▶ **GOAL OF THE EXERCISE**:
Each record must be repeated exactly as it stands.

▶ **WORKING DATA**:
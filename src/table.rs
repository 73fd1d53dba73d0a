//! Translation table - the key → display text map backing every UI label
//!
//! A table is built once for one language and never mutated afterwards.
//! The UI receives it by reference instead of reaching for a global, so
//! "initialised before first lookup" is enforced by construction order.

use std::collections::HashMap;

use crate::i18n::Language;

/// Key → localized text for a single language.
///
/// An empty table (the `Default`) is the uninitialized state: every
/// lookup yields `""`.
#[derive(Debug, Clone, Default)]
pub struct TranslationTable {
    language: Option<Language>,
    dic: HashMap<&'static str, &'static str>,
}

impl TranslationTable {
    /// Build a table from a language code.
    ///
    /// An unrecognised code leaves the table empty; lookups then return
    /// blank text rather than an error.
    pub fn init(code: &str) -> Self {
        match Language::from_code(code) {
            Some(lang) => Self::for_language(lang),
            None => {
                log::warn!("Unrecognised language code {:?}, UI text will be blank", code);
                Self::empty()
            }
        }
    }

    pub fn for_language(lang: Language) -> Self {
        let entries = lang.entries();
        let mut dic = HashMap::with_capacity(entries.len());
        for &(key, text) in entries {
            dic.insert(key, text);
        }
        log::debug!("Loaded {} UI strings for {}", dic.len(), lang);

        Self {
            language: Some(lang),
            dic,
        }
    }

    pub fn empty() -> Self {
        Self::default()
    }

    /// Localized text for `key`, or `""` when the key is unknown.
    pub fn get(&self, key: &str) -> &str {
        self.dic.get(key).copied().unwrap_or_default()
    }

    pub fn language(&self) -> Option<Language> {
        self.language
    }

    pub fn is_ready(&self) -> bool {
        self.language.is_some()
    }

    pub fn contains(&self, key: &str) -> bool {
        self.dic.contains_key(key)
    }

    pub fn len(&self) -> usize {
        self.dic.len()
    }

    pub fn is_empty(&self) -> bool {
        self.dic.is_empty()
    }

    pub fn keys(&self) -> impl Iterator<Item = &'static str> + '_ {
        self.dic.keys().copied()
    }
}

#[cfg(test)]
mod tests {
    use super::*;
    use crate::i18n::KEYS;
    use pretty_assertions::assert_eq;
    use std::collections::BTreeSet;

    #[test]
    fn test_english_scenario() {
        let table = TranslationTable::init("en");
        assert_eq!(table.get("save"), "Save to Disk");
        assert_eq!(table.get("red"), "Red");
        assert_eq!(table.language(), Some(Language::English));
    }

    #[test]
    fn test_chinese_scenario() {
        let table = TranslationTable::init("zhcn");
        assert_eq!(table.get("undo"), "撤销");
    }

    #[test]
    fn test_korean_scenario() {
        let table = TranslationTable::init("ko");
        assert_eq!(table.get("mosaicFill"), "사각형 모자이크");

        let table = TranslationTable::init("kr");
        assert_eq!(table.get("save"), "디스크에 저장");
    }

    #[test]
    fn test_unrecognised_code_is_blank() {
        let table = TranslationTable::init("xx");
        assert!(!table.is_ready());
        assert!(table.is_empty());
        assert_eq!(table.get("save"), "");
    }

    #[test]
    fn test_uninitialized_lookup_is_blank() {
        let table = TranslationTable::default();
        assert_eq!(table.language(), None);
        assert_eq!(table.get("undo"), "");
    }

    #[test]
    fn test_unknown_key_is_blank() {
        let table = TranslationTable::init("en");
        assert_eq!(table.get("doesNotExist"), "");
        assert_eq!(table.get(""), "");
        // Keys are case-sensitive
        assert_eq!(table.get("Save"), "");
    }

    #[test]
    fn test_documented_keys_non_empty_in_every_language() {
        for lang in Language::all() {
            let table = TranslationTable::for_language(*lang);
            assert_eq!(table.len(), KEYS.len());
            for key in ["save", "undo", "redo", "red", "black", "start"] {
                assert!(!table.get(key).is_empty(), "{} missing in {}", key, lang);
            }
            for key in KEYS {
                assert!(table.contains(key));
            }
        }
    }

    #[test]
    fn test_languages_share_identical_key_sets() {
        let sets: Vec<BTreeSet<&str>> = Language::all()
            .iter()
            .map(|lang| TranslationTable::for_language(*lang).keys().collect())
            .collect();
        assert_eq!(sets[0], sets[1]);
        assert_eq!(sets[1], sets[2]);
    }

    #[test]
    fn test_new_table_has_no_stale_entries() {
        let english = TranslationTable::init("en");
        assert_eq!(english.get("undo"), "Undo");

        let chinese = TranslationTable::init("zhcn");
        assert_eq!(chinese.language(), Some(Language::SimplifiedChinese));
        for key in KEYS {
            assert_eq!(chinese.get(key), zh_text(key));
        }
    }

    fn zh_text(key: &str) -> &'static str {
        crate::i18n::ZH_CN
            .iter()
            .find(|(k, _)| *k == key)
            .map(|(_, v)| *v)
            .unwrap_or_default()
    }

    #[test]
    fn test_table_is_shareable_across_threads() {
        fn assert_send_sync<T: Send + Sync>() {}
        assert_send_sync::<TranslationTable>();

        let table = std::sync::Arc::new(TranslationTable::init("en"));
        let handles: Vec<_> = (0..4)
            .map(|_| {
                let table = table.clone();
                std::thread::spawn(move || table.get("close").to_string())
            })
            .collect();
        for handle in handles {
            assert_eq!(handle.join().unwrap(), "Close");
        }
    }
}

▶ **FINISHED TASK**:
filename src/table.rs
repository 73fd1d53dba73d0a
//! Translation table - the key → display text map backing every UI label
//!
//! A table is built once for one language and never mutated afterwards.
//! The UI receives it by reference instead of reaching for a global, so
//! "initialised before first lookup" is enforced by construction order.

use std::collections::HashMap;

use crate::i18n::Language;

/// Key → localized text for a single language.
///
/// An empty table (the `Default`) is the uninitialized state: every
/// lookup yields `""`.
#[derive(Debug, Clone, Default)]
pub struct TranslationTable {
    language: Option<Language>,
    dic: HashMap<&'static str, &'static str>,
}

impl TranslationTable {
    /// Build a table from a language code.
    ///
    /// An unrecognised code leaves the table empty; lookups then return
    /// blank text rather than an error.
    pub fn init(code: &str) -> Self {
        match Language::from_code(code) {
            Some(lang) => Self::for_language(lang),
            None => {
                log::warn!("Unrecognised language code {:?}, UI text will be blank", code);
                Self::empty()
            }
        }
    }

    pub fn for_language(lang: Language) -> Self {
        let entries = lang.entries();
        let mut dic = HashMap::with_capacity(entries.len());
        for &(key, text) in entries {
            dic.insert(key, text);
        }
        log::debug!("Loaded {} UI strings for {}", dic.len(), lang);

        Self {
            language: Some(lang),
            dic,
        }
    }

    pub fn empty() -> Self {
        Self::default()
    }

    /// Localized text for `key`, or `""` when the key is unknown.
    pub fn get(&self, key: &str) -> &str {
        self.dic.get(key).copied().unwrap_or_default()
    }

    pub fn language(&self) -> Option<Language> {
        self.language
    }

    pub fn is_ready(&self) -> bool {
        self.language.is_some()
    }

    pub fn contains(&self, key: &str) -> bool {
        self.dic.contains_key(key)
    }

    pub fn len(&self) -> usize {
        self.dic.len()
    }

    pub fn is_empty(&self) -> bool {
        self.dic.is_empty()
    }

    pub fn keys(&self) -> impl Iterator<Item = &'static str> + '_ {
        self.dic.keys().copied()
    }
}

#[cfg(test)]
mod tests {
    use super::*;
    use crate::i18n::KEYS;
    use pretty_assertions::assert_eq;
    use std::collections::BTreeSet;

    #[test]
    fn test_english_scenario() {
        let table = TranslationTable::init("en");
        assert_eq!(table.get("save"), "Save to Disk");
        assert_eq!(table.get("red"), "Red");
        assert_eq!(table.language(), Some(Language::English));
    }

    #[test]
    fn test_chinese_scenario() {
        let table = TranslationTable::init("zhcn");
        assert_eq!(table.get("undo"), "撤销");
    }

    #[test]
    fn test_korean_scenario() {
        let table = TranslationTable::init("ko");
        assert_eq!(table.get("mosaicFill"), "사각형 모자이크");

        let table = TranslationTable::init("kr");
        assert_eq!(table.get("save"), "디스크에 저장");
    }

    #[test]
    fn test_unrecognised_code_is_blank() {
        let table = TranslationTable::init("xx");
        assert!(!table.is_ready());
        assert!(table.is_empty());
        assert_eq!(table.get("save"), "");
    }

    #[test]
    fn test_uninitialized_lookup_is_blank() {
        let table = TranslationTable::default();
        assert_eq!(table.language(), None);
        assert_eq!(table.get("undo"), "");
    }

    #[test]
    fn test_unknown_key_is_blank() {
        let table = TranslationTable::init("en");
        assert_eq!(table.get("doesNotExist"), "");
        assert_eq!(table.get(""), "");
        // Keys are case-sensitive
        assert_eq!(table.get("Save"), "");
    }

    #[test]
    fn test_documented_keys_non_empty_in_every_language() {
        for lang in Language::all() {
            let table = TranslationTable::for_language(*lang);
            assert_eq!(table.len(), KEYS.len());
            for key in ["save", "undo", "redo", "red", "black", "start"] {
                assert!(!table.get(key).is_empty(), "{} missing in {}", key, lang);
            }
            for key in KEYS {
                assert!(table.contains(key));
            }
        }
    }

    #[test]
    fn test_languages_share_identical_key_sets() {
        let sets: Vec<BTreeSet<&str>> = Language::all()
            .iter()
            .map(|lang| TranslationTable::for_language(*lang).keys().collect())
            .collect();
        assert_eq!(sets[0], sets[1]);
        assert_eq!(sets[1], sets[2]);
    }

    #[test]
    fn test_new_table_has_no_stale_entries() {
        let english = TranslationTable::init("en");
        assert_eq!(english.get("undo"), "Undo");

        let chinese = TranslationTable::init("zhcn");
        assert_eq!(chinese.language(), Some(Language::SimplifiedChinese));
        for key in KEYS {
            assert_eq!(chinese.get(key), zh_text(key));
        }
    }

    fn zh_text(key: &str) -> &'static str {
        crate::i18n::ZH_CN
            .iter()
            .find(|(k, _)| *k == key)
            .map(|(_, v)| *v)
            .unwrap_or_default()
    }

    #[test]
    fn test_table_is_shareable_across_threads() {
        fn assert_send_sync<T: Send + Sync>() {}
        assert_send_sync::<TranslationTable>();

        let table = std::sync::Arc::new(TranslationTable::init("en"));
        let handles: Vec<_> = (0..4)
            .map(|_| {
                let table = table.clone();
                std::thread::spawn(move || table.get("close").to_string())
            })
            .collect();
        for handle in handles {
            assert_eq!(handle.join().unwrap(), "Close");
        }
    }
}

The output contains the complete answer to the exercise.